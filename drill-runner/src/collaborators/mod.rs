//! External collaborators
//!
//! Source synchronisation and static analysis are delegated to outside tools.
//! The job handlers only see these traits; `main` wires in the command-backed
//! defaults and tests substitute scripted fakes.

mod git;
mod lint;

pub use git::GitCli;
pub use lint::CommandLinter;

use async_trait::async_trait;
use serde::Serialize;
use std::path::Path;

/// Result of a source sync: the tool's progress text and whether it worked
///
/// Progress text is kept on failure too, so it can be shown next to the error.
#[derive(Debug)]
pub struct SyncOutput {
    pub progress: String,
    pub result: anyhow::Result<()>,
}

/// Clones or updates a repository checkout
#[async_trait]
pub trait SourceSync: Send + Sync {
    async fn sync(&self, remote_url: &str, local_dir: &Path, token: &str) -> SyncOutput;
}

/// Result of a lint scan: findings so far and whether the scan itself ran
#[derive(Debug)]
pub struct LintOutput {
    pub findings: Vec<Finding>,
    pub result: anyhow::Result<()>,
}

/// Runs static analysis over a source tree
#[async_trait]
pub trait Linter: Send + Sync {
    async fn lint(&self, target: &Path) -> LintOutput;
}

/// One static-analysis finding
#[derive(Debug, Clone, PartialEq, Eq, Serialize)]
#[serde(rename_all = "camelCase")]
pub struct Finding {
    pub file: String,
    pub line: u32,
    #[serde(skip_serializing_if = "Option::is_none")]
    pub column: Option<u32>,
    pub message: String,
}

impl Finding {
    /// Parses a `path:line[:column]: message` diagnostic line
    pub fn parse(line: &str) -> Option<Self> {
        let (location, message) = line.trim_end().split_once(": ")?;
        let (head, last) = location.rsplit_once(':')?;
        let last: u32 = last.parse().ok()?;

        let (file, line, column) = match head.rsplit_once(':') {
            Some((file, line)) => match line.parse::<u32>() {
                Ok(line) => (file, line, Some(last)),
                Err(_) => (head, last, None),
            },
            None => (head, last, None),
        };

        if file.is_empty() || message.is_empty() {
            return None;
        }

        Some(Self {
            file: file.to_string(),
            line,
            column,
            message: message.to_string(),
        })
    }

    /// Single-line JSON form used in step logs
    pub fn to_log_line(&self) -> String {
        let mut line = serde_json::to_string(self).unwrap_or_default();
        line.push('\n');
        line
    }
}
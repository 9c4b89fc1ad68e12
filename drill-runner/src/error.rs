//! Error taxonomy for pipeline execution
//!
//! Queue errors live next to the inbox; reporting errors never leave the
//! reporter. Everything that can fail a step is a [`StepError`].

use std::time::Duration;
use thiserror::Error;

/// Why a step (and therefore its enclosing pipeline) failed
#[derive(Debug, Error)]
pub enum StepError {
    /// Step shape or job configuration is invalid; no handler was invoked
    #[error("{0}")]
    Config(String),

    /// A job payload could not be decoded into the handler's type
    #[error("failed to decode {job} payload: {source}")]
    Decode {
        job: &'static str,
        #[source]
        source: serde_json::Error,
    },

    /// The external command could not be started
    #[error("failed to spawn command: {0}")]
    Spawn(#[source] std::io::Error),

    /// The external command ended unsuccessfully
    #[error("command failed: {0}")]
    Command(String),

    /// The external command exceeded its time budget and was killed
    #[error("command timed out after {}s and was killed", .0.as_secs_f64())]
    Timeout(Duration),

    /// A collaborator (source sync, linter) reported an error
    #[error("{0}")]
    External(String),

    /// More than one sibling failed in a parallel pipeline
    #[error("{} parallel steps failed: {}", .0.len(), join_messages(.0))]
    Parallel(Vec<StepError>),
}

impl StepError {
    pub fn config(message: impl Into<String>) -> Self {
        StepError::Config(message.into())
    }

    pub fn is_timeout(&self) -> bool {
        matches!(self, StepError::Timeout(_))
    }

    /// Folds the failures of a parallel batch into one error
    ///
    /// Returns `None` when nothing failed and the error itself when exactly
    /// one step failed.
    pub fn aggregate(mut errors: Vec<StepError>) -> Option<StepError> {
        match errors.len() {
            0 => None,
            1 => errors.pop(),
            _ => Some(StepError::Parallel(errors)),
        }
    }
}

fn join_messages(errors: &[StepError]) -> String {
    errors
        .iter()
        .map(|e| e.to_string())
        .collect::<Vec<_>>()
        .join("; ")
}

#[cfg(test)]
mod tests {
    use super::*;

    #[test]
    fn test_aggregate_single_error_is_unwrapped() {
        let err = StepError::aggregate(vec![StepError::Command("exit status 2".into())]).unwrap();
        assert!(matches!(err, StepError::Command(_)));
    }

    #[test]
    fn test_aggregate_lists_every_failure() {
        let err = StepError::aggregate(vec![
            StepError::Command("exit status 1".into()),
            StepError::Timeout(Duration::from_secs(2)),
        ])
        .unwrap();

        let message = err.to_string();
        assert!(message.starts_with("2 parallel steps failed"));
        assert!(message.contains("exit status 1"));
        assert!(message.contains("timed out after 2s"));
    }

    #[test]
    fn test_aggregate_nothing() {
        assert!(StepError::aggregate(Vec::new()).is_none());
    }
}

- TASK ITEM -
Produce a verbatim copy of each record above.

- EXERCISE RESPONSE -
filename drill-runner/src/collaborators/mod.rs
//! External collaborators
//!
//! Source synchronisation and static analysis are delegated to outside tools.
//! The job handlers only see these traits; `main` wires in the command-backed
//! defaults and tests substitute scripted fakes.

mod git;
mod lint;

pub use git::GitCli;
pub use lint::CommandLinter;

use async_trait::async_trait;
use serde::Serialize;
use std::path::Path;

/// Result of a source sync: the tool's progress text and whether it worked
///
/// Progress text is kept on failure too, so it can be shown next to the error.
#[derive(Debug)]
pub struct SyncOutput {
    pub progress: String,
    pub result: anyhow::Result<()>,
}

/// Clones or updates a repository checkout
#[async_trait]
pub trait SourceSync: Send + Sync {
    async fn sync(&self, remote_url: &str, local_dir: &Path, token: &str) -> SyncOutput;
}

/// Result of a lint scan: findings so far and whether the scan itself ran
#[derive(Debug)]
pub struct LintOutput {
    pub findings: Vec<Finding>,
    pub result: anyhow::Result<()>,
}

/// Runs static analysis over a source tree
#[async_trait]
pub trait Linter: Send + Sync {
    async fn lint(&self, target: &Path) -> LintOutput;
}

/// One static-analysis finding
#[derive(Debug, Clone, PartialEq, Eq, Serialize)]
#[serde(rename_all = "camelCase")]
pub struct Finding {
    pub file: String,
    pub line: u32,
    #[serde(skip_serializing_if = "Option::is_none")]
    pub column: Option<u32>,
    pub message: String,
}

impl Finding {
    /// Parses a `path:line[:column]: message` diagnostic line
    pub fn parse(line: &str) -> Option<Self> {
        let (location, message) = line.trim_end().split_once(": ")?;
        let (head, last) = location.rsplit_once(':')?;
        let last: u32 = last.parse().ok()?;

        let (file, line, column) = match head.rsplit_once(':') {
            Some((file, line)) => match line.parse::<u32>() {
                Ok(line) => (file, line, Some(last)),
                Err(_) => (head, last, None),
            },
            None => (head, last, None),
        };

        if file.is_empty() || message.is_empty() {
            return None;
        }

        Some(Self {
            file: file.to_string(),
            line,
            column,
            message: message.to_string(),
        })
    }

    /// Single-line JSON form used in step logs
    pub fn to_log_line(&self) -> String {
        let mut line = serde_json::to_string(self).unwrap_or_default();
        line.push('\n');
        line
    }
}
repository 9c4b89fc1ad68e12
filename drill-runner/src/error.rs
//! Error taxonomy for pipeline execution
//!
//! Queue errors live next to the inbox; reporting errors never leave the
//! reporter. Everything that can fail a step is a [`StepError`].

use std::time::Duration;
use thiserror::Error;

/// Why a step (and therefore its enclosing pipeline) failed
#[derive(Debug, Error)]
pub enum StepError {
    /// Step shape or job configuration is invalid; no handler was invoked
    #[error("{0}")]
    Config(String),

    /// A job payload could not be decoded into the handler's type
    #[error("failed to decode {job} payload: {source}")]
    Decode {
        job: &'static str,
        #[source]
        source: serde_json::Error,
    },

    /// The external command could not be started
    #[error("failed to spawn command: {0}")]
    Spawn(#[source] std::io::Error),

    /// The external command ended unsuccessfully
    #[error("command failed: {0}")]
    Command(String),

    /// The external command exceeded its time budget and was killed
    #[error("command timed out after {}s and was killed", .0.as_secs_f64())]
    Timeout(Duration),

    /// A collaborator (source sync, linter) reported an error
    #[error("{0}")]
    External(String),

    /// More than one sibling failed in a parallel pipeline
    #[error("{} parallel steps failed: {}", .0.len(), join_messages(.0))]
    Parallel(Vec<StepError>),
}

impl StepError {
    pub fn config(message: impl Into<String>) -> Self {
        StepError::Config(message.into())
    }

    pub fn is_timeout(&self) -> bool {
        matches!(self, StepError::Timeout(_))
    }

    /// Folds the failures of a parallel batch into one error
    ///
    /// Returns `None` when nothing failed and the error itself when exactly
    /// one step failed.
    pub fn aggregate(mut errors: Vec<StepError>) -> Option<StepError> {
        match errors.len() {
            0 => None,
            1 => errors.pop(),
            _ => Some(StepError::Parallel(errors)),
        }
    }
}

fn join_messages(errors: &[StepError]) -> String {
    errors
        .iter()
        .map(|e| e.to_string())
        .collect::<Vec<_>>()
        .join("; ")
}

#[cfg(test)]
mod tests {
    use super::*;

    #[test]
    fn test_aggregate_single_error_is_unwrapped() {
        let err = StepError::aggregate(vec![StepError::Command("exit status 2".into())]).unwrap();
        assert!(matches!(err, StepError::Command(_)));
    }

    #[test]
    fn test_aggregate_lists_every_failure() {
        let err = StepError::aggregate(vec![
            StepError::Command("exit status 1".into()),
            StepError::Timeout(Duration::from_secs(2)),
        ])
        .unwrap();

        let message = err.to_string();
        assert!(message.starts_with("2 parallel steps failed"));
        assert!(message.contains("exit status 1"));
        assert!(message.contains("timed out after 2s"));
    }

    #[test]
    fn test_aggregate_nothing() {
        assert!(StepError::aggregate(Vec::new()).is_none());
    }
}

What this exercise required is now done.